Copy out exactly the lines from the start of the data to the line containing "the progress bar". Include both.

(WORKING DATA Opens)

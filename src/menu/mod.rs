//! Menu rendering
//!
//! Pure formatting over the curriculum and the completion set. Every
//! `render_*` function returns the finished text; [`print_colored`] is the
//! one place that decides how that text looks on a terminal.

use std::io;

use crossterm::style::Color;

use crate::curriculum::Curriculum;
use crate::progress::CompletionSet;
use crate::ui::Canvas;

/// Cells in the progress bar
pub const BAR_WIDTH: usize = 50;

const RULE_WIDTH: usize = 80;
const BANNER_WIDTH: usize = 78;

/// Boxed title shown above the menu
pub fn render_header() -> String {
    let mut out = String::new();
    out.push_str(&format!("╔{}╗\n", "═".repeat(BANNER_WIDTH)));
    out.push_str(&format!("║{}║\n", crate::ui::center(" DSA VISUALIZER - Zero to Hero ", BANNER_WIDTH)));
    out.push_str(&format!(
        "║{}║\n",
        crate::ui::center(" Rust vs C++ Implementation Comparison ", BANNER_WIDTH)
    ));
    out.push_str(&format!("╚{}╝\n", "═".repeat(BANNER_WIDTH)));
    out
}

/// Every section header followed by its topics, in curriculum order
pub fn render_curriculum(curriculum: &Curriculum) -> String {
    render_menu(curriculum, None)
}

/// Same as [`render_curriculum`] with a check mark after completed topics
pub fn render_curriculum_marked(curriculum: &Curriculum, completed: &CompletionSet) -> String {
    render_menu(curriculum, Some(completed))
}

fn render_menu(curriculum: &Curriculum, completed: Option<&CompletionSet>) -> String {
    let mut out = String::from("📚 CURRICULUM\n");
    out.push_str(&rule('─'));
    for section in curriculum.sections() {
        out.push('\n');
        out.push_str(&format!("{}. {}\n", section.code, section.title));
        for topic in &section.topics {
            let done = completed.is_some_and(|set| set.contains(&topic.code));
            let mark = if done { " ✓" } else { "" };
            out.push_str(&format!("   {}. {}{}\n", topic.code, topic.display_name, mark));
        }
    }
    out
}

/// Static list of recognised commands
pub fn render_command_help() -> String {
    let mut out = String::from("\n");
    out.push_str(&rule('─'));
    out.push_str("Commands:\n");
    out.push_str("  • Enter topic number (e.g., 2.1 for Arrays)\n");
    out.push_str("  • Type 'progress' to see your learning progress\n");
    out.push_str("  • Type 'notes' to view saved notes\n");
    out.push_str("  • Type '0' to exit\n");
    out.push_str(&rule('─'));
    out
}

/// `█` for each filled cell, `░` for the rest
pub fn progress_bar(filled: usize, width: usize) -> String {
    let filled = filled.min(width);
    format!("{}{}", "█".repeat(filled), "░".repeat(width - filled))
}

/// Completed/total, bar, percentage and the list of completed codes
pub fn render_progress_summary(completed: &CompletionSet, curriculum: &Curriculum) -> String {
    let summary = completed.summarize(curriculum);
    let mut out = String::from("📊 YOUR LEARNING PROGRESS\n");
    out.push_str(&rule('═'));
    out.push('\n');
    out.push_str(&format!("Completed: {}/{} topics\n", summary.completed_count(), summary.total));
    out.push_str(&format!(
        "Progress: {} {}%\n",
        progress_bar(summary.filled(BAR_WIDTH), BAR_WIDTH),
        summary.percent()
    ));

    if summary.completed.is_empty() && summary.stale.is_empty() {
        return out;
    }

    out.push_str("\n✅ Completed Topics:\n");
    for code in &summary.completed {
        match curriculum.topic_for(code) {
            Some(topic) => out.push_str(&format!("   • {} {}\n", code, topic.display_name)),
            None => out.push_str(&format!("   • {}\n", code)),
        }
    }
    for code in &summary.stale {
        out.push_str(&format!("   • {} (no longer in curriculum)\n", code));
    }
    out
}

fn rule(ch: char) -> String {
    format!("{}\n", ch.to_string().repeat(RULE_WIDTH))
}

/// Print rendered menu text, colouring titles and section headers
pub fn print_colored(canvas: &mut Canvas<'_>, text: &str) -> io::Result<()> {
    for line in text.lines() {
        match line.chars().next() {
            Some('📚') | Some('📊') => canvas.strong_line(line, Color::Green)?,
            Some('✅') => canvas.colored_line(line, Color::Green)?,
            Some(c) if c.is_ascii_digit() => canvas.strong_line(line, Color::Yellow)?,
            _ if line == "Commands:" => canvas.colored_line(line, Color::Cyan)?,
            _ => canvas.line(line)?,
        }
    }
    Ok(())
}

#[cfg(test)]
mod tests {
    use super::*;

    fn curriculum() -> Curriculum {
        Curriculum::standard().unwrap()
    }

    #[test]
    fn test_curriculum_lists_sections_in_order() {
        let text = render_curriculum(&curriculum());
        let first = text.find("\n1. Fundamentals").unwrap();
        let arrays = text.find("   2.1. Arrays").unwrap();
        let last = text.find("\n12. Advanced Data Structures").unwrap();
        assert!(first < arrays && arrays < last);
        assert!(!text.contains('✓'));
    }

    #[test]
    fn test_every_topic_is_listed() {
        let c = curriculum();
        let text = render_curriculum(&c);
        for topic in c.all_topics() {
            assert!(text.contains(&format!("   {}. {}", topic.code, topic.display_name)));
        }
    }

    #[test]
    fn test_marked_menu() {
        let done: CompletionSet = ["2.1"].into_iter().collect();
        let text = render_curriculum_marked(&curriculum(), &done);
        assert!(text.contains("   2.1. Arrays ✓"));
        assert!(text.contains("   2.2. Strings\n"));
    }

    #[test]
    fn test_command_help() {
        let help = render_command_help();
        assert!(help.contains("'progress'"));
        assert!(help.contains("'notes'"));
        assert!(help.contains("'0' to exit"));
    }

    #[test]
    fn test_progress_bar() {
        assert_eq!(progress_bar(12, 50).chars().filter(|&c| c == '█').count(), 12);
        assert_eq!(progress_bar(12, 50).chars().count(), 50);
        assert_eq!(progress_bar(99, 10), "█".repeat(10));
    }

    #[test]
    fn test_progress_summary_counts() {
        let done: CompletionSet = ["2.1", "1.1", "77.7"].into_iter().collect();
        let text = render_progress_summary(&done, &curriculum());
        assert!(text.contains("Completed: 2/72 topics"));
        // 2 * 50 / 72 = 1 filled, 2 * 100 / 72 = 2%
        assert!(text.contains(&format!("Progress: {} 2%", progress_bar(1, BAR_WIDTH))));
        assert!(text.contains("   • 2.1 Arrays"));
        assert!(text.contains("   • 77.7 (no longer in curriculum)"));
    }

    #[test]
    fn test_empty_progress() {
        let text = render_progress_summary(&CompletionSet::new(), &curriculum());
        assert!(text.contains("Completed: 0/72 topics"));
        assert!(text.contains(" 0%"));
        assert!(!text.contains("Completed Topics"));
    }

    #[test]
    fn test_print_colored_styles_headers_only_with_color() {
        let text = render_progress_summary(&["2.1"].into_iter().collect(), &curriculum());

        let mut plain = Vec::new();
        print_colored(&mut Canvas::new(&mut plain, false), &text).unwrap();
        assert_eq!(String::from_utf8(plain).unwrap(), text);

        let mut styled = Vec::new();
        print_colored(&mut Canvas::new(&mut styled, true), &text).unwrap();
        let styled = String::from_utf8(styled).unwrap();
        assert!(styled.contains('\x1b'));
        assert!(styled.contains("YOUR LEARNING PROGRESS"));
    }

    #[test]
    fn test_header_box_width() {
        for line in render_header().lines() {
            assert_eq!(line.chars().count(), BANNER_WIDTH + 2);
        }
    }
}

(WORKING DATA Closes)

| EXERCISE ANSWER |
filename src/menu/mod.rs
//! Menu rendering
//!
//! Pure formatting over the curriculum and the completion set. Every
//! `render_*` function returns the finished text; [`print_colored`] is the
//! one place that decides how that text looks on a terminal.

use std::io;

use crossterm::style::Color;

use crate::curriculum::Curriculum;
use crate::progress::CompletionSet;
use crate::ui::Canvas;

/// Cells in the progress bar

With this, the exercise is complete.